By Adding Max Scherzer, Nationals Hope to End Their Postseason Gridlock

Washington the political city is infamous for its gridlock.

Washington the baseball city has only encountered gridlock and obstruction in the form of their first-round opponents in the playoffs with the 2012 St. Louis Cardinals and 2014 San Francisco Giants, though each series loss was their own undoing, with an innings limit that prevented Stephen Strasburg from pitching in the 2012 postseason and the questionable managerial moves against the Giants.

Based on the news that Max Scherzer is going to sign a seven-year, $210 million deal with the Nationals, the team is hoping to end some of the obstacles that have prevented them from winning a World Series. In the first decade after relocating from Montreal, the Nationals have had the successes that the Expos could only hope to have in terms of the regular season.

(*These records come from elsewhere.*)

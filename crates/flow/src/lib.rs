//! FlowScout flow engine
//!
//! Parses the command-list flow format and executes flows against a live
//! browser.
//!
//! # Architecture
//!
//! ```text
//! ┌─────────────────────────────────────────────────────────────┐
//! │                        Flow Engine                          │
//! ├─────────────────────────────────────────────────────────────┤
//! │  normalize(text) -> text          idempotent text repairs   │
//! │  parse(name, text) -> Flow        header + command list     │
//! │  reconstruct(GeneratedFlow)       JSON commands -> text     │
//! ├─────────────────────────────────────────────────────────────┤
//! │  FlowExecutor                                               │
//! │    ├── execute_batch(sources) -> BatchOutcome               │
//! │    ├── execute_flow(flow, ctx) -> FlowOutcome               │
//! │    │     └── StepResult per command, fail-fast              │
//! │    └── vision lookups for text-addressed taps and waits     │
//! └─────────────────────────────────────────────────────────────┘
//! ```

pub mod context;
pub mod error;
pub mod executor;
pub mod model;
pub mod normalize;
pub mod parser;
pub mod reconstruct;
pub mod vision;

pub use context::FlowContext;
pub use error::{FlowError, FlowResult};
pub use executor::{BatchOutcome, ExecutorConfig, FlowExecutor, FlowOutcome, StepResult, StepStatus};
pub use model::{Command, CommandArg, CommandKind, Flow, FlowMetadata};
pub use normalize::normalize;
pub use parser::{flow_name, parse};
pub use reconstruct::{order_flows, reconstruct, render, GeneratedFlow};
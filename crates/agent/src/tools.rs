//! Tool set offered to the model

use serde::{Deserialize, Serialize};
use serde_json::{json, Value};

use flowscout_common::browser::tools;
use flowscout_common::ToolDef;

/// Terminal tool carrying the scenario verdict
pub const REPORT_RESULT: &str = "report_result";

/// Browser tools the agent may call, in the order they are offered
pub const BROWSER_TOOLS: [&str; 9] = [
    tools::CLICK,
    tools::TYPE_TEXT,
    tools::PRESS_KEY,
    tools::SCROLL,
    tools::NAVIGATE,
    tools::GO_BACK,
    tools::SCREENSHOT,
    tools::EVALUATE,
    tools::WAIT,
];

pub fn is_browser_tool(name: &str) -> bool {
    BROWSER_TOOLS.contains(&name)
}

fn def(name: &str, description: &str, input_schema: Value) -> ToolDef {
    ToolDef {
        name: name.to_string(),
        description: description.to_string(),
        input_schema,
    }
}

fn no_args() -> Value {
    json!({ "type": "object", "properties": {} })
}

/// Definitions for every browser tool plus `report_result`
pub fn tool_defs() -> Vec<ToolDef> {
    vec![
        def(
            tools::CLICK,
            "Click at viewport pixel coordinates taken from the latest screenshot.",
            json!({
                "type": "object",
                "properties": {
                    "x": { "type": "integer" },
                    "y": { "type": "integer" }
                },
                "required": ["x", "y"]
            }),
        ),
        def(
            tools::TYPE_TEXT,
            "Type text into the focused element.",
            json!({
                "type": "object",
                "properties": { "text": { "type": "string" } },
                "required": ["text"]
            }),
        ),
        def(
            tools::PRESS_KEY,
            "Press a key such as Enter, Tab, Escape or ArrowDown.",
            json!({
                "type": "object",
                "properties": { "key": { "type": "string" } },
                "required": ["key"]
            }),
        ),
        def(
            tools::SCROLL,
            "Scroll the page.",
            json!({
                "type": "object",
                "properties": {
                    "direction": { "type": "string", "enum": ["up", "down", "top", "bottom"] }
                },
                "required": ["direction"]
            }),
        ),
        def(
            tools::NAVIGATE,
            "Open a URL.",
            json!({
                "type": "object",
                "properties": { "url": { "type": "string" } },
                "required": ["url"]
            }),
        ),
        def(tools::GO_BACK, "Go back in browser history.", no_args()),
        def(tools::SCREENSHOT, "Capture the current viewport.", no_args()),
        def(
            tools::EVALUATE,
            "Run JavaScript in the page and return the result as text.",
            json!({
                "type": "object",
                "properties": { "script": { "type": "string" } },
                "required": ["script"]
            }),
        ),
        def(
            tools::WAIT,
            "Wait a number of milliseconds for the page to update.",
            json!({
                "type": "object",
                "properties": { "ms": { "type": "integer" } },
                "required": ["ms"]
            }),
        ),
        def(
            REPORT_RESULT,
            "Finish the scenario with a verdict. Call exactly once, when every step has been checked or one has clearly failed.",
            json!({
                "type": "object",
                "properties": {
                    "status": { "type": "string", "enum": ["passed", "failed"] },
                    "reason": { "type": "string" },
                    "failed_step": {
                        "type": "integer",
                        "description": "1-based index of the first failing step"
                    }
                },
                "required": ["status", "reason"]
            }),
        ),
    ]
}

#[derive(Debug, Clone, Copy, PartialEq, Eq, Serialize, Deserialize)]
#[serde(rename_all = "snake_case")]
pub enum VerdictStatus {
    Passed,
    Failed,
}

/// Decoded `report_result` arguments
#[derive(Debug, Clone, PartialEq)]
pub struct Verdict {
    pub status: VerdictStatus,
    pub reason: String,
    pub failed_step: Option<String>,
}

impl Verdict {
    /// Decode tool input; `Err` carries a message for the model
    pub fn from_input(input: &Value) -> Result<Self, String> {
        let status = match input["status"].as_str().map(str::to_ascii_lowercase).as_deref() {
            Some("passed") | Some("pass") => VerdictStatus::Passed,
            Some("failed") | Some("fail") => VerdictStatus::Failed,
            Some(other) => return Err(format!("status must be 'passed' or 'failed', got '{}'", other)),
            None => return Err("missing 'status'".to_string()),
        };
        let reason = input["reason"].as_str().unwrap_or_default().to_string();
        let failed_step = ["failed_step", "failedStep"]
            .iter()
            .find_map(|key| match &input[*key] {
                Value::String(s) if !s.is_empty() => Some(s.clone()),
                Value::Number(n) => Some(n.to_string()),
                _ => None,
            });

        Ok(Self {
            status,
            reason,
            failed_step,
        })
    }

    pub fn passed(&self) -> bool {
        self.status == VerdictStatus::Passed
    }
}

Unlike their previous incarnation in Canada, the Nationals have had the resources to form a top-flight team. In their path to being the team to beat in the NL East, the Nationals have spent heavily on Strasburg, Bryce Harper Jayson Werth and Gio Gonzalez.

History shows that contracts of this length and expense don’t often work out at the end. When you’ve been this close to breaking through to the NLCS twice, though, it’s a move the Nationals had to make.

In Scherzer, the Nationals are getting someone who was 18-5 with 252 strikeouts in 220 1/3 innings and that’s facing teams with designated hitters in most of his starts. He just finished up his final season in his 20s and he is rare company of those who have thrown 600 innings between ages 27-29.

That’s a list that nine other pitchers appear on and it includes names such as Roger Clemens, Greg Maddux, David Cone and Mike Mussina.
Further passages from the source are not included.